Question No. 09: MCQ (with negative marking)

 If the average salary of 17 employees in a company is A. The salary of the employees when arranged in either an ascending or a descending order was found to be in arithmetic progression. Five employees with 3rd, 7th, 9th, 11th, 15th highest salary left the job. The average of the remainder of the class was B. Then

Options:
Option (a): A = B
Option (b): A > B
Option (c): A < B
Option (d): Data Insufficient

Option (a): A = B
Given: 17 employees.
Its been told that if the salary of the employees is arranged in either an ascending or a descending order was found to be in arithmetic progression.
3rd highest is 2 places away from first, so is 15th from last, Thus surplus generated by the 3rd will be same as deficit incurred due to the 15th. 
Similarly, 7th is 6 places away from first, so is 11th from last, Thus surplus generated by the 7th will be same as deficit incurred due to the 11th.
and 9th which is the middle from first and last. All of the above left the job. Hence A =B.

Question No. 10: MCQ (with negative marking)

 2 x Infinite sum of the series 1/2 + 1/4 + 1/6 + 1/8 ... = ?

Options:
Option (a): approx. 0.57722
Option (b): 1/2
Option (c): 2
Option (d): 2.577

Option (a): approx. 0.57722
We know that, Infinite sum of the series 1/2 + 1/4 + 1/6 + 1/8 ... = γ/2 
where γ≈0.57721566490153286… is the Euler-Mascheroni constant.
thus 2 x γ/2 = γ or γ≈0.57721566490153286 = approx. 0.57722

Question No. 11: Not an MCQ (No negative marking)

 If 10 coins are tossed together, what is the probability of getting exactly 2 tails.

The event of getting exactly 2 tails will be the combination of 2 tails and 8 heads.
The number of arrangements with these combinations is 10!/(2! x 8!) = 3628800/(2x40320) = 45
Therefore the probability is 45/2¹⁰ = 45/1024 = 0.044

Question No. 12: MCQ (with negative marking)
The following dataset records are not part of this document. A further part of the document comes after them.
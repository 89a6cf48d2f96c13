use std::path::Path;
use std::sync::Arc;

use anyhow::Result;
use rapport::config::{ConfigBuilder, ConfigLoader};
use rapport_server::{AppState, cli::CliArgs, config::ServerConfig, create_router};
use tokio::net::TcpListener;
use tower_http::{cors::CorsLayer, limit::RequestBodyLimitLayer, trace::TraceLayer};
use tracing::{info, warn};

#[tokio::main]
async fn main() -> Result<()> {
    let cli_args = CliArgs::parse();

    let filter = match cli_args.log_level {
        Some(ref level) => tracing_subscriber::EnvFilter::new(level),
        None => tracing_subscriber::EnvFilter::try_from_default_env()
            .unwrap_or_else(|_| tracing_subscriber::EnvFilter::new("info")),
    }
    .add_directive("surrealdb_core=warn".parse()?)
    .add_directive("surrealdb=warn".parse()?);

    tracing_subscriber::fmt().with_env_filter(filter).init();

    info!("Starting Rapport server v{}", rapport::VERSION);

    let server_config = ServerConfig::from_cli_and_env(cli_args)?;

    let mut builder = match &server_config.config_file {
        Some(path) => builder_from_file(path),
        None => {
            info!("No config file provided, using default configuration");
            ConfigBuilder::defaults()
        }
    };
    if server_config.memory_storage {
        builder = builder.with_memory_storage();
    }

    let rapport = rapport::init(builder.build()?).await?;
    info!("Rapport initialized with {} storage", rapport.backend_name());

    let state = Arc::new(AppState::new(rapport.clone(), server_config.clone()));

    let app = create_router(state)
        .layer(RequestBodyLimitLayer::new(server_config.max_request_size))
        .layer(CorsLayer::permissive())
        .layer(TraceLayer::new_for_http());

    let addr = server_config.socket_addr();
    let listener = TcpListener::bind(addr).await?;

    info!("Server listening on {}", addr);
    info!("OpenAPI document available at http://{}/api-docs/openapi.json", addr);

    axum::serve(listener, app)
        .with_graceful_shutdown(shutdown_signal())
        .await?;

    rapport.shutdown().await;
    Ok(())
}

/// Configuration from `path`, falling back to the defaults when it cannot be read
fn builder_from_file(path: &Path) -> ConfigBuilder {
    info!("Loading Rapport configuration from: {}", path.display());

    let mut loader = ConfigLoader::new();
    let loaded = loader
        .load_file(path)
        .and_then(|loader| loader.load_env().extract());

    match loaded {
        Ok(config) => ConfigBuilder::from_config(config),
        Err(e) => {
            warn!(
                "Failed to load config file {}: {}. Using defaults.",
                path.display(),
                e
            );
            ConfigBuilder::defaults()
        }
    }
}

async fn shutdown_signal() {
    if let Err(e) = tokio::signal::ctrl_c().await {
        warn!("Failed to listen for shutdown signal: {}", e);
        std::future::pending::<()>().await;
    }
    info!("Shutting down");
}
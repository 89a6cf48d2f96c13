//! Striped async locks for serializing work on a key

use std::collections::hash_map::DefaultHasher;
use std::hash::{Hash, Hasher};
use tokio::sync::{Mutex, MutexGuard};

const DEFAULT_STRIPES: usize = 64;

/// Fixed pool of async mutexes addressed by key hash.
///
/// Two keys may share a stripe, so a holder must never acquire a second
/// stripe while holding one.
#[derive(Debug)]
pub struct KeyLocks {
    stripes: Vec<Mutex<()>>,
}

impl KeyLocks {
    pub fn new() -> Self {
        Self::with_stripes(DEFAULT_STRIPES)
    }

    pub fn with_stripes(count: usize) -> Self {
        let count = count.max(1);
        Self {
            stripes: (0..count).map(|_| Mutex::new(())).collect(),
        }
    }

    /// Wait for exclusive access to `key`'s stripe
    pub async fn lock<K: Hash + ?Sized>(&self, key: &K) -> MutexGuard<'_, ()> {
        let mut hasher = DefaultHasher::new();
        key.hash(&mut hasher);
        let index = (hasher.finish() % self.stripes.len() as u64) as usize;
        self.stripes[index].lock().await
    }
}

impl Default for KeyLocks {
    fn default() -> Self {
        Self::new()
    }
}

#[cfg(test)]
mod tests {
    use super::*;
    use std::sync::Arc;
    use std::sync::atomic::{AtomicUsize, Ordering};
    use std::time::Duration;

    #[tokio::test]
    async fn test_same_key_is_serialized() {
        let locks = Arc::new(KeyLocks::with_stripes(4));
        let inside = Arc::new(AtomicUsize::new(0));

        let handles: Vec<_> = (0..4)
            .map(|_| {
                let locks = locks.clone();
                let inside = inside.clone();
                tokio::spawn(async move {
                    let _guard = locks.lock("resource").await;
                    assert_eq!(inside.fetch_add(1, Ordering::SeqCst), 0);
                    tokio::time::sleep(Duration::from_millis(5)).await;
                    inside.fetch_sub(1, Ordering::SeqCst);
                })
            })
            .collect();

        for handle in handles {
            handle.await.unwrap();
        }
    }
}
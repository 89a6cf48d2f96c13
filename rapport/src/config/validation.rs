//! Configuration validation utilities.

use super::ConfigError;
use super::models::*;

/// Validate the entire configuration.
pub fn validate_config(config: &RapportConfig) -> Result<(), ConfigError> {
    validate_storage_config(&config.storage)?;
    validate_allocator_config(&config.allocator)?;

    if let Some(file) = &config.logging.file
        && file.as_os_str().is_empty()
    {
        return Err(ConfigError::ValidationError(
            "Log file path cannot be empty".to_string(),
        ));
    }

    Ok(())
}

fn validate_storage_config(config: &StorageConfig) -> Result<(), ConfigError> {
    if config.data_dir.as_os_str().is_empty() {
        return Err(ConfigError::ValidationError(
            "Data directory cannot be empty".to_string(),
        ));
    }

    if config.backend == StorageBackend::SurrealDB {
        config
            .surrealdb
            .validate()
            .map_err(|e| ConfigError::ValidationError(e.to_string()))?;
    }

    Ok(())
}

fn validate_allocator_config(config: &AllocatorConfig) -> Result<(), ConfigError> {
    if config.max_duration.is_zero() {
        return Err(ConfigError::ValidationError(
            "allocator.max_duration must be greater than 0".to_string(),
        ));
    }
    if config.default_duration.is_zero() || config.default_duration > config.max_duration {
        return Err(ConfigError::ValidationError(format!(
            "allocator.default_duration must be between 0 and {:?}",
            config.max_duration
        )));
    }
    if config.lock_stripes == 0 {
        return Err(ConfigError::ValidationError(
            "allocator.lock_stripes must be greater than 0".to_string(),
        ));
    }
    Ok(())
}
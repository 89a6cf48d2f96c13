//! Configuration builder.
//!
//! This module provides a builder pattern API for creating configurations.

use super::{Result, models::*, validation};
use crate::storage::config::SurrealDBEngine;
use std::path::{Path, PathBuf};
use std::time::Duration;

/// Builder for creating RapportConfig instances.
#[derive(Debug, Clone, Default)]
pub struct ConfigBuilder {
    config: RapportConfig,
}

impl ConfigBuilder {
    /// Create a new configuration builder with default values.
    pub fn new() -> Self {
        Self {
            config: RapportConfig::default(),
        }
    }

    /// Start from an existing configuration.
    pub fn from_config(config: RapportConfig) -> Self {
        Self { config }
    }

    /// Set the base data directory.
    pub fn with_data_dir<P: AsRef<Path>>(mut self, path: P) -> Self {
        self.config.storage.data_dir = path.as_ref().to_path_buf();
        self
    }

    /// Keep every store in process memory.
    pub fn with_memory_storage(mut self) -> Self {
        self.config.storage.backend = StorageBackend::Memory;
        self
    }

    /// Use embedded SurrealDB without touching disk.
    pub fn with_surrealdb_memory(mut self) -> Self {
        self.config.storage.backend = StorageBackend::SurrealDB;
        self.config.storage.surrealdb.engine = SurrealDBEngine::Memory;
        self
    }

    /// Use embedded SurrealDB persisted with RocksDB under the data directory.
    pub fn with_persistent_storage(mut self) -> Self {
        self.config.storage.backend = StorageBackend::SurrealDB;
        self.config.storage.surrealdb.engine = SurrealDBEngine::RocksDB;
        self
    }

    /// Set the SurrealDB namespace and database.
    pub fn with_surrealdb_database(
        mut self,
        namespace: impl Into<String>,
        database: impl Into<String>,
    ) -> Self {
        self.config.storage.surrealdb.namespace = namespace.into();
        self.config.storage.surrealdb.database = database.into();
        self
    }

    /// Choose how a request answering a pending reverse request is handled.
    pub fn with_reverse_request_policy(mut self, policy: ReverseRequestPolicy) -> Self {
        self.config.friendship.reverse_request_policy = policy;
        self
    }

    /// Cap the duration of a single allocation.
    pub fn with_max_allocation(mut self, max: Duration) -> Self {
        self.config.allocator.max_duration = max;
        if self.config.allocator.default_duration > max {
            self.config.allocator.default_duration = max;
        }
        self
    }

    /// Set the log level.
    pub fn with_log_level(mut self, level: LogLevel) -> Self {
        self.config.logging.level = level;
        self
    }

    /// Set the log format.
    pub fn with_log_format(mut self, format: LogFormat) -> Self {
        self.config.logging.format = format;
        self
    }

    /// Configure logging to a file.
    pub fn with_log_file<P: AsRef<Path>>(mut self, path: P) -> Self {
        self.config.logging.file = Some(path.as_ref().to_path_buf());
        self
    }

    /// Use default logging configuration (console output at Info level)
    pub fn with_default_logging(mut self) -> Self {
        self.config.logging.level = LogLevel::Info;
        self.config.logging.format = LogFormat::Json;
        self.config.logging.file = None;
        self
    }

    /// Create a configuration for development.
    ///
    /// In-memory stores and debug-level logging.
    pub fn development() -> Self {
        Self::new()
            .with_memory_storage()
            .with_log_level(LogLevel::Debug)
    }

    /// Create a configuration for testing.
    pub fn testing() -> Self {
        Self::development().with_data_dir(PathBuf::from("./test_data"))
    }

    /// Create a production-ready configuration with persistent storage.
    ///
    /// This creates a configuration suitable for production use with:
    /// - RocksDB-backed SurrealDB under the platform data directory
    /// - JSON logging at Info level
    pub fn production() -> Self {
        Self::new()
            .with_persistent_storage()
            .with_surrealdb_database("rapport", "main")
            .with_default_logging()
    }

    /// Production settings overlaid with configuration files and
    /// `RAPPORT_` environment variables.
    pub fn defaults() -> Self {
        let base = Self::production().config;
        let mut loader = super::ConfigLoader::from_config(&base);
        loader.load_default_files().load_env();
        match loader.extract() {
            Ok(config) => Self { config },
            Err(e) => {
                tracing::warn!("Ignoring invalid configuration overrides: {}", e);
                Self { config: base }
            }
        }
    }

    /// Build the configuration, validating it in the process.
    pub fn build(self) -> Result<RapportConfig> {
        validation::validate_config(&self.config)?;
        Ok(self.config)
    }
}
//! Configuration system for Rapport.
//!
//! Configuration is layered: built-in defaults, then the first configuration
//! file found, then `RAPPORT_` environment variables. Nested keys use a
//! double underscore, e.g. `RAPPORT_STORAGE__BACKEND=surrealdb`.

mod builder;
mod loader;
mod models;
#[cfg(test)]
mod tests;
mod validation;

pub use builder::ConfigBuilder;
pub use loader::ConfigLoader;
pub use models::*;
pub use validation::validate_config;

/// Default configuration file names that the system will look for
pub const DEFAULT_CONFIG_FILES: &[&str] = &[
    "rapport.toml",
    "rapport.yaml",
    "rapport.yml",
    "rapport.json",
    ".rapport/config.toml",
    ".rapport/config.yaml",
    ".rapport/config.yml",
    ".rapport/config.json",
];

/// Environment variable prefix for Rapport configuration
pub const ENV_PREFIX: &str = "RAPPORT_";

/// Configuration error type
#[derive(Debug, thiserror::Error)]
pub enum ConfigError {
    /// Error occurred during file loading
    #[error("Failed to load configuration file: {0}")]
    FileLoadError(String),

    /// Error occurred during validation
    #[error("Configuration validation error: {0}")]
    ValidationError(String),

    /// Error occurred during parsing
    #[error("Configuration parsing error: {0}")]
    ParseError(String),
}

/// Result type for configuration operations
pub type Result<T> = std::result::Result<T, ConfigError>;
//! Configuration loader.
//!
//! This module provides functionality to load configuration from multiple sources.

use super::{ConfigError, DEFAULT_CONFIG_FILES, ENV_PREFIX, Result, models::*, validation};
use figment::{
    Figment,
    providers::{Env, Format, Json, Serialized, Toml, Yaml},
};
use std::path::{Path, PathBuf};

/// Configuration loader that handles loading from multiple sources.
#[derive(Debug, Clone)]
pub struct ConfigLoader {
    figment: Figment,
}

impl ConfigLoader {
    /// Create a new configuration loader with default values.
    pub fn new() -> Self {
        let figment = Figment::new().merge(Serialized::defaults(RapportConfig::default()));
        Self { figment }
    }

    /// Start from an existing configuration instead of the defaults.
    pub fn from_config(config: &RapportConfig) -> Self {
        Self {
            figment: Figment::new().merge(Serialized::defaults(config)),
        }
    }

    /// Load configuration from a file.
    pub fn load_file<P: AsRef<Path>>(&mut self, path: P) -> Result<&mut Self> {
        let path = path.as_ref();

        if !path.exists() {
            return Err(ConfigError::FileLoadError(format!(
                "Configuration file not found: {}",
                path.display()
            )));
        }

        match path.extension().and_then(|ext| ext.to_str()) {
            Some("toml") => Ok(self.merge(Toml::file(path))),
            Some("yaml") | Some("yml") => Ok(self.merge(Yaml::file(path))),
            Some("json") => Ok(self.merge(Json::file(path))),
            _ => Err(ConfigError::FileLoadError(format!(
                "Unsupported file format: {}",
                path.display()
            ))),
        }
    }

    /// Attempt to load from default configuration file locations.
    pub fn load_default_files(&mut self) -> &mut Self {
        let local = DEFAULT_CONFIG_FILES
            .iter()
            .map(PathBuf::from)
            .find(|path| path.exists());

        let path = local.or_else(|| {
            let dirs = directories::ProjectDirs::from("org", "rapport", "rapport")?;
            ["toml", "yaml", "yml", "json"]
                .iter()
                .map(|ext| dirs.config_dir().join(format!("config.{}", ext)))
                .find(|path| path.exists())
        });

        if let Some(path) = path {
            tracing::debug!("Loading configuration from {}", path.display());
            if let Err(e) = self.load_file(&path) {
                tracing::warn!("Skipping configuration file: {}", e);
            }
        }

        self
    }

    /// Load configuration from environment variables.
    pub fn load_env(&mut self) -> &mut Self {
        let figment =
            std::mem::take(&mut self.figment).merge(Env::prefixed(ENV_PREFIX).split("__"));
        self.figment = figment;
        self
    }

    /// Load configuration from a custom source.
    pub fn merge<T: figment::Provider>(&mut self, provider: T) -> &mut Self {
        let figment = std::mem::take(&mut self.figment).merge(provider);
        self.figment = figment;
        self
    }

    /// Extract and validate the configuration.
    pub fn extract(&self) -> Result<RapportConfig> {
        let config: RapportConfig = self
            .figment
            .extract()
            .map_err(|e| ConfigError::ParseError(e.to_string()))?;

        validation::validate_config(&config)?;

        Ok(config)
    }
}

impl Default for ConfigLoader {
    fn default() -> Self {
        Self::new()
    }
}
 P works twice as fast as Q, whereas P and Q together can work three times as fast as R. If P, Q and R work together on a job, in what ratio should they share the earning?

Options:
Option (a): 2 : 1 : 1
Option (b): 4 : 2 : 1
Option (c): 4 : 3 : 2
Option (d): 4 : 2 : 3

Ratio of efficiency, P = 2Q --- (1)
and P + Q = 3R --- (2),
From (1) and (2), Q = R
P = 2Q = 2R
Hence, P : Q : R = 2 : 1 : 1

Question No. 13: MCQ (with negative marking)

 Three cockroaches J, M and R decided to take a race from one corner of the room to the diagonally opposite corner of the room. J can fly, M can walk and R can walk only along the edges. If all of them rack the destination at the same time by taking the smallest paths, what is the ratio of the speeds of J, M and R. the room is cube of 2m³?

Options:
Option (a): √3 + 1 : 3 : √3
Option (b): √3 : 5 : 3
Option (c): √3 : √2 : 3
Option (d): √6 : √(2(1 + √2)) : 6

Room is 2 x 2 x 2 m³
Now diagonal of the cube = √6 m
Distance covered by J = √6 m
Distance covered by M = √(2 + 2√2) = √(2(1 + √2)) m
Distance covered by R = 2 + 2 + 2 = 6 m
Ratio =√6 : √(2(1 +√2)) : 6

Question No. 14: Not an MCQ (No negative marking)

 A wall of measurements 20m x 2m x 4m is to be constructed with bricks of dimensions 10 cm x 10 cm x 8 cm. Find the number of bricks required to construct the wall.

Volume of the wall = 2000 x 200 x 400 cc
Volume of the brick = 10 x 10 x 8 cc
Number of bricks = (2000 x 200 x 400) / (10 x 10 x 8)
= 2,00,000.

Question No. 15: MCQ (with negative marking)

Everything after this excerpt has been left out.